YOUR ASSIGNMENT
From the first line of the data below, repeat each line exactly until you reach the line with "if let Some(markup_value)"; include that line too.
◆ ◆ ◆ ◆
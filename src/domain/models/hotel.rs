use serde::{Deserialize, Serialize};
use std::collections::HashMap;

#[derive(Debug, Serialize, Deserialize, Clone)]
#[serde(rename_all = "camelCase")]
pub struct Hotel {
    pub id: String,
    pub name: String,
    pub location: String,
    pub color: String,
    #[serde(default)]
    pub ota_config: HashMap<String, String>,
}
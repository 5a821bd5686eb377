use axum::{Json, extract::{Path, State}, response::IntoResponse};
use crate::api::dtos::requests::UpdateConnectionRequest;
use crate::error::AppError;
use crate::state::AppState;
use std::sync::Arc;
use tracing::info;

pub async fn list_connections(State(state): State<Arc<AppState>>) -> Result<impl IntoResponse, AppError> {
    let connections = state.connection_repo.list().await?;
    Ok(Json(connections))
}

pub async fn update_connection(
    State(state): State<Arc<AppState>>,
    Path(id): Path<String>,
    Json(payload): Json<UpdateConnectionRequest>,
) -> Result<impl IntoResponse, AppError> {
    let mut connection = state
        .connection_repo
        .find_by_id(&id)
        .await?
        .ok_or(AppError::NotFound("Connection not found".into()))?;

    if let Some(key) = payload.key {
        connection.key = key;
    }
    if let Some(is_visible) = payload.is_visible {
        connection.is_visible = is_visible;
    }
    if let Some(status) = payload.status {
        match status.as_str() {
            "connected" | "disconnected" | "testing" => connection.status = status,
            _ => return Err(AppError::Validation("Invalid connection status".into())),
        }
    }
    if let Some(last_validated) = payload.last_validated {
        connection.last_validated = Some(last_validated);
    }
    if let Some(category) = payload.category {
        connection.category = Some(category);
    }
    if let Some(markup_type) = payload.markup_type {
        match markup_type.as_str() {
            "percentage" | "fixed" => connection.markup_type = Some(markup_type),
            _ => return Err(AppError::Validation("Invalid markup type".into())),
        }
    }
    if let Some(markup_value) = payload.markup_value {
        connection.markup_value = Some(markup_value);
    }
    if let Some(is_stopped) = payload.is_stopped {
        connection.is_stopped = Some(is_stopped);
    }

    let updated = state.connection_repo.update(&connection).await?;
    info!("Updated OTA connection {}", updated.id);
    Ok(Json(updated))
}
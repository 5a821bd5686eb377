pub mod api;
pub mod config;
pub mod domain;
pub mod error;
pub mod infra;
pub mod state;

use crate::config::Config;
use crate::infra::factory::bootstrap_state;
use api::router::create_router;
use std::sync::Arc;
use tracing::info;
use tracing_appender::non_blocking::WorkerGuard;
use tracing_subscriber::{EnvFilter, Layer, layer::SubscriberExt, util::SubscriberInitExt};

pub fn init_logging() -> WorkerGuard {
    let file_appender = tracing_appender::rolling::daily("./logs", "pms-backend.log");
    let (non_blocking, guard) = tracing_appender::non_blocking(file_appender);

    let file_layer = tracing_subscriber::fmt::layer()
        .with_target(true)
        .json()
        .with_writer(non_blocking)
        .with_filter(EnvFilter::new("info,pms_backend=debug"));

    let stdout_layer = tracing_subscriber::fmt::layer()
        .pretty()
        .with_target(false)
        .with_filter(EnvFilter::try_from_default_env().unwrap_or_else(|_| "info".into()));

    tracing_subscriber::registry()
        .with(stdout_layer)
        .with(file_layer)
        .init();

    info!("Logging initialized. Writing JSON logs to ./logs/");
    guard
}

pub async fn run() {
    let _guard = init_logging();

    let config = Config::from_env();
    let state = bootstrap_state(&config).await;
    let state_arc = Arc::new(state);

    let app = create_router(state_arc);

    let listener = tokio::net::TcpListener::bind(format!("0.0.0.0:{}", config.port))
        .await
        .expect("Failed to bind listener");

    info!("PMS backend listening on port {}", config.port);
    axum::serve(listener, app).await.expect("Server error");
}
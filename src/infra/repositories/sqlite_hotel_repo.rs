use crate::domain::{models::hotel::Hotel, ports::HotelRepository};
use crate::error::AppError;
use async_trait::async_trait;
use sqlx::{FromRow, SqlitePool};

pub struct SqliteHotelRepo {
    pool: SqlitePool,
}

impl SqliteHotelRepo {
    pub fn new(pool: SqlitePool) -> Self {
        Self { pool }
    }
}

#[derive(FromRow)]
struct HotelRow {
    id: String,
    name: String,
    location: String,
    color: String,
    ota_config: String,
}

impl From<HotelRow> for Hotel {
    fn from(row: HotelRow) -> Self {
        Hotel {
            id: row.id,
            name: row.name,
            location: row.location,
            color: row.color,
            ota_config: serde_json::from_str(&row.ota_config).unwrap_or_default(),
        }
    }
}

#[async_trait]
impl HotelRepository for SqliteHotelRepo {
    async fn create(&self, hotel: &Hotel) -> Result<Hotel, AppError> {
        let row = sqlx::query_as::<_, HotelRow>(
            "INSERT INTO hotels (id, name, location, color, ota_config) VALUES (?, ?, ?, ?, ?) RETURNING *",
        )
        .bind(&hotel.id)
        .bind(&hotel.name)
        .bind(&hotel.location)
        .bind(&hotel.color)
        .bind(serde_json::to_string(&hotel.ota_config).unwrap_or_else(|_| "{}".to_string()))
        .fetch_one(&self.pool)
        .await
        .map_err(AppError::Database)?;
        Ok(row.into())
    }

    async fn find_by_id(&self, id: &str) -> Result<Option<Hotel>, AppError> {
        let row = sqlx::query_as::<_, HotelRow>("SELECT * FROM hotels WHERE id = ?")
            .bind(id)
            .fetch_optional(&self.pool)
            .await
            .map_err(AppError::Database)?;
        Ok(row.map(Into::into))
    }

    async fn list(&self) -> Result<Vec<Hotel>, AppError> {
        let rows = sqlx::query_as::<_, HotelRow>("SELECT * FROM hotels ORDER BY name ASC")
            .fetch_all(&self.pool)
            .await
            .map_err(AppError::Database)?;
        Ok(rows.into_iter().map(Into::into).collect())
    }
}
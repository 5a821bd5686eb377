use axum::{Json, extract::State, response::IntoResponse};
use chrono::Utc;
use crate::domain::services::statistics;
use crate::error::AppError;
use crate::state::AppState;
use std::sync::Arc;

/// Recomputed from the full booking set on every request; nothing is
/// materialized.
pub async fn get_statistics(State(state): State<Arc<AppState>>) -> Result<impl IntoResponse, AppError> {
    let bookings = state.booking_repo.list().await?;
    let stats = statistics::compute(&bookings, Utc::now().date_naive());
    Ok(Json(stats))
}
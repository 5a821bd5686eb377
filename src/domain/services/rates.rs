use crate::domain::models::{
    rate_rules::{ModifierType, RateRulesConfig},
    room_type::RoomType,
};
use chrono::{Datelike, NaiveDate};

#[derive(Debug, Clone, PartialEq)]
pub struct RateQuote {
    pub price: f64,
    pub applied_rule: Option<String>,
}

fn apply_modifier(price: f64, modifier_type: ModifierType, value: f64) -> f64 {
    match modifier_type {
        ModifierType::Percentage => price * value,
        ModifierType::Fixed => price + value,
    }
}

/// Quotes a room type for a date: a covering special event wins over the
/// weekly rule, and the result is clamped to the type's price band.
pub fn quote(room_type: &RoomType, rules: &RateRulesConfig, date: NaiveDate) -> RateQuote {
    let date_str = date.format("%Y-%m-%d").to_string();
    let mut price = room_type.base_price;
    let mut applied_rule = None;

    let event = rules
        .special_events
        .iter()
        .find(|ev| ev.start_date.as_str() <= date_str.as_str() && date_str.as_str() <= ev.end_date.as_str());

    if let Some(ev) = event {
        price = apply_modifier(price, ev.modifier_type, ev.modifier_value);
        applied_rule = Some(ev.name.clone());
    } else if rules.weekly_rules.is_active {
        let weekday = date.weekday().num_days_from_sunday() as u8;
        if rules.weekly_rules.active_days.contains(&weekday) {
            price = apply_modifier(price, rules.weekly_rules.modifier_type, rules.weekly_rules.modifier_value);
            applied_rule = Some("Weekly".to_string());
        }
    }

    RateQuote {
        price: price.clamp(room_type.floor_price, room_type.ceiling_price),
        applied_rule,
    }
}

#[cfg(test)]
mod tests {
    use super::*;
    use crate::domain::models::rate_rules::{SpecialEvent, WeeklyRule};

    fn room_type() -> RoomType {
        RoomType {
            id: "rt-1".to_string(),
            name: "Delux Room (AC)".to_string(),
            total_capacity: 10,
            base_price: 4500.0,
            floor_price: 3000.0,
            ceiling_price: 8000.0,
            base_occupancy: 2,
            amenities: vec![],
            room_numbers: vec![],
            extra_bed_charge: None,
        }
    }

    fn rules() -> RateRulesConfig {
        RateRulesConfig {
            weekly_rules: WeeklyRule {
                is_active: true,
                active_days: vec![5, 6],
                modifier_type: ModifierType::Percentage,
                modifier_value: 1.2,
            },
            special_events: vec![SpecialEvent {
                id: "ev-1".to_string(),
                name: "Diwali Festival".to_string(),
                start_date: "2026-11-06".to_string(),
                end_date: "2026-11-12".to_string(),
                modifier_type: ModifierType::Percentage,
                modifier_value: 1.5,
            }],
        }
    }

    #[test]
    fn weekday_without_rules_quotes_base() {
        // 2026-08-05 is a Wednesday
        let q = quote(&room_type(), &rules(), NaiveDate::from_ymd_opt(2026, 8, 5).unwrap());
        assert_eq!(q.price, 4500.0);
        assert!(q.applied_rule.is_none());
    }

    #[test]
    fn weekend_applies_the_weekly_multiplier() {
        // 2026-08-08 is a Saturday (day 6)
        let q = quote(&room_type(), &rules(), NaiveDate::from_ymd_opt(2026, 8, 8).unwrap());
        assert_eq!(q.price, 5400.0);
        assert_eq!(q.applied_rule.as_deref(), Some("Weekly"));
    }

    #[test]
    fn special_event_wins_over_weekly_rule() {
        // 2026-11-07 is a Saturday inside the Diwali window
        let q = quote(&room_type(), &rules(), NaiveDate::from_ymd_opt(2026, 11, 7).unwrap());
        assert_eq!(q.price, 6750.0);
        assert_eq!(q.applied_rule.as_deref(), Some("Diwali Festival"));
    }

    #[test]
    fn quote_clamps_to_the_price_band() {
        let mut rt = room_type();
        rt.ceiling_price = 5000.0;
        let q = quote(&rt, &rules(), NaiveDate::from_ymd_opt(2026, 11, 7).unwrap());
        assert_eq!(q.price, 5000.0);
    }
}
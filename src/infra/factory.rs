use std::str::FromStr;
use std::sync::Arc;
use std::time::Duration;
use sqlx::sqlite::{SqliteConnectOptions, SqliteJournalMode, SqlitePoolOptions};
use sqlx::{ConnectOptions, SqlitePool};
use tracing::info;
use tracing::log::LevelFilter;

use crate::config::Config;
use crate::domain::services::{guest_registry::GuestRegistry, notifier::Notifier};
use crate::infra::ai::vision_service::GeminiVisionService;
use crate::infra::documents::pdf_service::PdfDocumentService;
use crate::infra::payments::razorpay_gateway::RazorpayGateway;
use crate::infra::repositories::{
    memory_booking_repo::MemoryBookingRepo, memory_guest_repo::MemoryGuestRepo,
    memory_hotel_repo::MemoryHotelRepo, memory_room_type_repo::MemoryRoomTypeRepo,
    memory_singleton_repos::{
        MemoryConnectionRepo, MemoryNotificationRepo, MemoryRateRulesRepo, MemorySettingsRepo,
    },
    memory_store::MemoryStore,
    sqlite_booking_repo::SqliteBookingRepo, sqlite_connection_repo::SqliteConnectionRepo,
    sqlite_guest_repo::SqliteGuestRepo, sqlite_hotel_repo::SqliteHotelRepo,
    sqlite_notification_repo::SqliteNotificationRepo, sqlite_rate_rules_repo::SqliteRateRulesRepo,
    sqlite_room_type_repo::SqliteRoomTypeRepo, sqlite_settings_repo::SqliteSettingsRepo,
};
use crate::state::AppState;

pub async fn bootstrap_state(config: &Config) -> AppState {
    let vision_service = Arc::new(GeminiVisionService::new());
    let payment_gateway = Arc::new(RazorpayGateway::new());
    let document_service = Arc::new(PdfDocumentService::new(config.document_dir.clone()));

    if config.database_url.starts_with("sqlite:") {
        info!("Initializing SQLite storage with WAL mode...");
        let pool = connect_sqlite(&config.database_url).await;
        run_sqlite_migrations(&pool).await;

        let guest_repo = Arc::new(SqliteGuestRepo::new(pool.clone()));
        let notification_repo = Arc::new(SqliteNotificationRepo::new(pool.clone()));

        AppState {
            config: config.clone(),
            hotel_repo: Arc::new(SqliteHotelRepo::new(pool.clone())),
            room_type_repo: Arc::new(SqliteRoomTypeRepo::new(pool.clone())),
            booking_repo: Arc::new(SqliteBookingRepo::new(pool.clone())),
            guest_repo: guest_repo.clone(),
            settings_repo: Arc::new(SqliteSettingsRepo::new(pool.clone())),
            connection_repo: Arc::new(SqliteConnectionRepo::new(pool.clone())),
            rate_rules_repo: Arc::new(SqliteRateRulesRepo::new(pool.clone())),
            notification_repo: notification_repo.clone(),
            vision_service,
            payment_gateway,
            document_service,
            guest_registry: Arc::new(GuestRegistry::new(guest_repo)),
            notifier: Arc::new(Notifier::new(notification_repo)),
        }
    } else {
        info!("No database URL configured, using in-memory storage");
        let store = Arc::new(MemoryStore::seeded());

        let guest_repo = Arc::new(MemoryGuestRepo::new(store.clone()));
        let notification_repo = Arc::new(MemoryNotificationRepo::new(store.clone()));

        AppState {
            config: config.clone(),
            hotel_repo: Arc::new(MemoryHotelRepo::new(store.clone())),
            room_type_repo: Arc::new(MemoryRoomTypeRepo::new(store.clone())),
            booking_repo: Arc::new(MemoryBookingRepo::new(store.clone())),
            guest_repo: guest_repo.clone(),
            settings_repo: Arc::new(MemorySettingsRepo::new(store.clone())),
            connection_repo: Arc::new(MemoryConnectionRepo::new(store.clone())),
            rate_rules_repo: Arc::new(MemoryRateRulesRepo::new(store.clone())),
            notification_repo: notification_repo.clone(),
            vision_service,
            payment_gateway,
            document_service,
            guest_registry: Arc::new(GuestRegistry::new(guest_repo)),
            notifier: Arc::new(Notifier::new(notification_repo)),
        }
    }
}

async fn connect_sqlite(database_url: &str) -> SqlitePool {
    let opts = SqliteConnectOptions::from_str(database_url)
        .expect("Invalid SQLite connection string")
        .create_if_missing(true)
        .journal_mode(SqliteJournalMode::Wal)
        .busy_timeout(Duration::from_secs(5))
        .log_statements(LevelFilter::Debug)
        .log_slow_statements(LevelFilter::Warn, Duration::from_millis(500));

    SqlitePoolOptions::new()
        .max_connections(5)
        .connect_with(opts)
        .await
        .expect("Failed to connect to SQLite")
}

async fn run_sqlite_migrations(pool: &SqlitePool) {
    sqlx::migrate!("./migrations/sqlite")
        .run(pool)
        .await
        .expect("Failed to run SQLite migrations");
}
◆ ◆ ◆ ◆
ANSWER BOX
filename src/domain/models/hotel.rs
use serde::{Deserialize, Serialize};
use std::collections::HashMap;

#[derive(Debug, Serialize, Deserialize, Clone)]
#[serde(rename_all = "camelCase")]
pub struct Hotel {
    pub id: String,
    pub name: String,
    pub location: String,
    pub color: String,
    #[serde(default)]
    pub ota_config: HashMap<String, String>,
}
repository 5a821bd5686eb377
use axum::{Json, extract::{Path, State}, response::IntoResponse};
use crate::api::dtos::requests::UpdateConnectionRequest;
use crate::error::AppError;
use crate::state::AppState;
use std::sync::Arc;
use tracing::info;

pub async fn list_connections(State(state): State<Arc<AppState>>) -> Result<impl IntoResponse, AppError> {
    let connections = state.connection_repo.list().await?;
    Ok(Json(connections))
}

pub async fn update_connection(
    State(state): State<Arc<AppState>>,
    Path(id): Path<String>,
    Json(payload): Json<UpdateConnectionRequest>,
) -> Result<impl IntoResponse, AppError> {
    let mut connection = state
        .connection_repo
        .find_by_id(&id)
        .await?
        .ok_or(AppError::NotFound("Connection not found".into()))?;

    if let Some(key) = payload.key {
        connection.key = key;
    }
    if let Some(is_visible) = payload.is_visible {
        connection.is_visible = is_visible;
    }
    if let Some(status) = payload.status {
        match status.as_str() {
            "connected" | "disconnected" | "testing" => connection.status = status,
            _ => return Err(AppError::Validation("Invalid connection status".into())),
        }
    }
    if let Some(last_validated) = payload.last_validated {
        connection.last_validated = Some(last_validated);
    }
    if let Some(category) = payload.category {
        connection.category = Some(category);
    }
    if let Some(markup_type) = payload.markup_type {
        match markup_type.as_str() {
            "percentage" | "fixed" => connection.markup_type = Some(markup_type),
            _ => return Err(AppError::Validation("Invalid markup type".into())),
        }
    }
    if let Some(markup_value) = payload.markup_value {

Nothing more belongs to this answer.